The half-wave potential of \(K_2[\mathrm{Pt}(\mathrm{CN})_4\mathrm{J}_2]\) is \(0.07\) V, and that of \(K_2[\mathrm{Pt}(\mathrm{CN})_5\mathrm{J}]\) is \(0.21\) V, i.e., the entry of the fifth cyano group into the complex substantially increases its resistance to reduction.

Institute of General and Inorganic Chemistry
named after N. S. Kurnakov
Academy of Sciences of the USSR

Received
21 XII 1964

CITED LITERATURE

1. O. N. Evstaf’eva, I. B. Baranovskii, A. V. Babaeva, ZhNKh, 10, No. 1, 28 (1965).
2. I. I. Chernyaev, A. V. Babkov, DAN, 152, 882 (1963).
3. R. L. Datta, J. Am.

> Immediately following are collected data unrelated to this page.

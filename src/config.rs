//! Configuration parsing and validation.
//!
//! Workspace Index is configured via a TOML file (default:
//! `config/wsi.toml`). Only `[db]` and `[workspace]` are required; every
//! other section falls back to defaults.
//!
//! # Example
//!
//! ```toml
//! [db]
//! path = "./data/wsi.sqlite"
//!
//! [workspace]
//! root = "/home/agent/workspace"
//! extensions = ["md", "csv", "txt", "json"]
//!
//! [chunking]
//! max_chunk_chars = 1000
//!
//! [server]
//! bind = "127.0.0.1:7341"
//! ```

use anyhow::{Context, Result};
use serde::Deserialize;
use std::path::{Path, PathBuf};

use workspace_index_core::activity::FeedSettings;
use workspace_index_core::chunk::ChunkerConfig;
use workspace_index_core::search::RetrievalLimits;

#[derive(Debug, Deserialize, Clone)]
pub struct Config {
    pub db: DbConfig,
    pub workspace: WorkspaceConfig,
    #[serde(default)]
    pub chunking: ChunkingConfig,
    #[serde(default)]
    pub indexing: IndexingConfig,
    #[serde(default)]
    pub retrieval: RetrievalConfig,
    #[serde(default)]
    pub activity: ActivityConfig,
    #[serde(default)]
    pub server: ServerConfig,
}

#[derive(Debug, Deserialize, Clone)]
pub struct DbConfig {
    pub path: PathBuf,
}

#[derive(Debug, Deserialize, Clone)]
pub struct WorkspaceConfig {
    /// Absolute path of the directory tree to index.
    pub root: PathBuf,
    /// Indexable file extensions, lowercase, without the dot.
    #[serde(default = "default_extensions")]
    pub extensions: Vec<String>,
    /// Directory names skipped in addition to dot-directories.
    #[serde(default = "default_skip_dirs")]
    pub skip_dirs: Vec<String>,
}

fn default_extensions() -> Vec<String> {
    ["md", "csv", "txt", "json"].map(String::from).to_vec()
}
fn default_skip_dirs() -> Vec<String> {
    ["node_modules", "dist", "build", "target"]
        .map(String::from)
        .to_vec()
}

#[derive(Debug, Deserialize, Clone)]
pub struct ChunkingConfig {
    #[serde(default = "default_max_chunk_chars")]
    pub max_chunk_chars: usize,
    #[serde(default = "default_max_content_chars")]
    pub max_content_chars: usize,
    #[serde(default = "default_min_chunk_chars")]
    pub min_chunk_chars: usize,
    #[serde(default = "default_context_chars")]
    pub context_chars: usize,
}

impl Default for ChunkingConfig {
    fn default() -> Self {
        Self {
            max_chunk_chars: default_max_chunk_chars(),
            max_content_chars: default_max_content_chars(),
            min_chunk_chars: default_min_chunk_chars(),
            context_chars: default_context_chars(),
        }
    }
}

fn default_max_chunk_chars() -> usize {
    1000
}
fn default_max_content_chars() -> usize {
    10_000
}
fn default_min_chunk_chars() -> usize {
    10
}
fn default_context_chars() -> usize {
    100
}

#[derive(Debug, Deserialize, Clone, Default)]
pub struct IndexingConfig {
    /// Clear index entries whose file disappeared from the workspace.
    #[serde(default)]
    pub prune_missing: bool,
    /// Cancel a reindex pass that runs longer than this many seconds.
    #[serde(default)]
    pub deadline_secs: Option<u64>,
}

#[derive(Debug, Deserialize, Clone)]
pub struct RetrievalConfig {
    #[serde(default = "default_limit")]
    pub default_limit: usize,
    #[serde(default = "default_max_limit")]
    pub max_limit: usize,
    #[serde(default = "default_min_query_chars")]
    pub min_query_chars: usize,
}

impl Default for RetrievalConfig {
    fn default() -> Self {
        Self {
            default_limit: default_limit(),
            max_limit: default_max_limit(),
            min_query_chars: default_min_query_chars(),
        }
    }
}

fn default_limit() -> usize {
    20
}
fn default_max_limit() -> usize {
    100
}
fn default_min_query_chars() -> usize {
    2
}

#[derive(Debug, Deserialize, Clone)]
pub struct ActivityConfig {
    #[serde(default = "default_activity_limit")]
    pub default_limit: usize,
    #[serde(default = "default_activity_max_limit")]
    pub max_limit: usize,
    #[serde(default = "default_window_hours")]
    pub window_hours: i64,
}

impl Default for ActivityConfig {
    fn default() -> Self {
        Self {
            default_limit: default_activity_limit(),
            max_limit: default_activity_max_limit(),
            window_hours: default_window_hours(),
        }
    }
}

fn default_activity_limit() -> usize {
    50
}
fn default_activity_max_limit() -> usize {
    500
}
fn default_window_hours() -> i64 {
    24
}

#[derive(Debug, Deserialize, Clone)]
pub struct ServerConfig {
    #[serde(default = "default_bind")]
    pub bind: String,
}

impl Default for ServerConfig {
    fn default() -> Self {
        Self {
            bind: default_bind(),
        }
    }
}

fn default_bind() -> String {
    "127.0.0.1:7341".to_string()
}

impl Config {
    pub fn chunker(&self) -> ChunkerConfig {
        ChunkerConfig {
            max_chunk_chars: self.chunking.max_chunk_chars,
            max_content_chars: self.chunking.max_content_chars,
            min_chunk_chars: self.chunking.min_chunk_chars,
            context_chars: self.chunking.context_chars,
        }
    }

    pub fn retrieval_limits(&self) -> RetrievalLimits {
        RetrievalLimits {
            default_limit: self.retrieval.default_limit,
            max_limit: self.retrieval.max_limit,
            min_query_chars: self.retrieval.min_query_chars,
        }
    }

    pub fn feed_settings(&self) -> FeedSettings {
        FeedSettings {
            default_limit: self.activity.default_limit,
            max_limit: self.activity.max_limit,
            window_hours: self.activity.window_hours,
        }
    }
}

pub fn load_config(path: &Path) -> Result<Config> {
    let content = std::fs::read_to_string(path)
        .with_context(|| format!("Failed to read config file: {}", path.display()))?;

    let mut config: Config =
        toml::from_str(&content).with_context(|| "Failed to parse config file")?;

    validate(&mut config)?;
    Ok(config)
}

fn validate(config: &mut Config) -> Result<()> {
    // Validate workspace
    if !config.workspace.root.is_absolute() {
        anyhow::bail!(
            "workspace.root must be an absolute path, got '{}'",
            config.workspace.root.display()
        );
    }
    if config.workspace.extensions.is_empty() {
        anyhow::bail!("workspace.extensions must not be empty");
    }
    for ext in config.workspace.extensions.iter_mut() {
        *ext = ext.trim().trim_start_matches('.').to_ascii_lowercase();
    }

    // Validate chunking
    let chunking = &config.chunking;
    if chunking.max_chunk_chars == 0 {
        anyhow::bail!("chunking.max_chunk_chars must be > 0");
    }
    if chunking.max_content_chars < chunking.max_chunk_chars {
        anyhow::bail!("chunking.max_content_chars must be >= chunking.max_chunk_chars");
    }

    // Validate retrieval
    let retrieval = &config.retrieval;
    if retrieval.max_limit < 1 {
        anyhow::bail!("retrieval.max_limit must be >= 1");
    }
    if !(1..=retrieval.max_limit).contains(&retrieval.default_limit) {
        anyhow::bail!(
            "retrieval.default_limit must be in [1, {}]",
            retrieval.max_limit
        );
    }

    // Validate activity
    let activity = &config.activity;
    if !(1..=activity.max_limit).contains(&activity.default_limit) {
        anyhow::bail!(
            "activity.default_limit must be in [1, {}]",
            activity.max_limit
        );
    }
    if activity.window_hours < 1 {
        anyhow::bail!("activity.window_hours must be >= 1");
    }

    if config.indexing.deadline_secs == Some(0) {
        anyhow::bail!("indexing.deadline_secs must be > 0 when set");
    }

    Ok(())
}

#[cfg(test)]
mod tests {
    use super::*;

    fn parse(toml_str: &str) -> Result<Config> {
        let mut config: Config = toml::from_str(toml_str)?;
        validate(&mut config)?;
        Ok(config)
    }

    #[test]
    fn test_minimal_config_gets_defaults() {
        let config = parse(
            r#"
            [db]
            path = "./data/wsi.sqlite"

            [workspace]
            root = "/srv/workspace"
            "#,
        )
        .unwrap();
        assert_eq!(config.workspace.extensions, vec!["md", "csv", "txt", "json"]);
        assert!(config.workspace.skip_dirs.contains(&"node_modules".to_string()));
        assert_eq!(config.chunker(), ChunkerConfig::default());
        assert_eq!(config.retrieval_limits(), RetrievalLimits::default());
        assert_eq!(config.feed_settings(), FeedSettings::default());
        assert_eq!(config.server.bind, "127.0.0.1:7341");
        assert!(!config.indexing.prune_missing);
    }

    #[test]
    fn test_extensions_are_normalized() {
        let config = parse(
            r#"
            [db]
            path = "x.sqlite"
            [workspace]
            root = "/w"
            extensions = [".MD", "Txt"]
            "#,
        )
        .unwrap();
        assert_eq!(config.workspace.extensions, vec!["md", "txt"]);
    }

    #[test]
    fn test_relative_root_rejected() {
        let err = parse(
            r#"
            [db]
            path = "x.sqlite"
            [workspace]
            root = "relative/dir"
            "#,
        )
        .unwrap_err();
        assert!(err.to_string().contains("absolute"));
    }

    #[test]
    fn test_bad_limits_rejected() {
        let err = parse(
            r#"
            [db]
            path = "x.sqlite"
            [workspace]
            root = "/w"
            [retrieval]
            default_limit = 500
            max_limit = 100
            "#,
        )
        .unwrap_err();
        assert!(err.to_string().contains("retrieval.default_limit"));

        let err = parse(
            r#"
            [db]
            path = "x.sqlite"
            [workspace]
            root = "/w"
            [chunking]
            max_chunk_chars = 5000
            max_content_chars = 100
            "#,
        )
        .unwrap_err();
        assert!(err.to_string().contains("max_content_chars"));
    }
}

Chem. Soc., 35, 1186 (1913).
4. I. I. Chernyaev, T. N. Leonova, ZhNKh, 9, 2079 (1964).
5. I. I. Chernyaev, A. V. Babkov, ZhNKh, 10, No. 4 (1965).
6. A. A. Grinberg, F. M. Filinov, Izv. AN SSSR, OKhN, 1941, No. 3, 361.
7. I. I. Chernyaev, L. A. Nazarova, A. S. Morozova, ZhNKh, 6, No. 2, 283 (1961).
8. F. Basolo, H. L. Morris, R. G. Pearson, Disc. Farad. Soc., No. 29, 80 (1960).
9. A. A. Grinberg, A. A. Korableva, ZhNKh, 9, No. 10, 2313 (1964).
10. C. Brosset, Arkiv. Kem. Min. Geol., 25, A, 19 (1948).
11. D. Hell, P. P. Williams, Acta crystallogr., 11, 624 (1958).
12. O. N. Evstaf’eva, I. B. Baranovskii, A. V. Babaeva, ZhNKh (in press).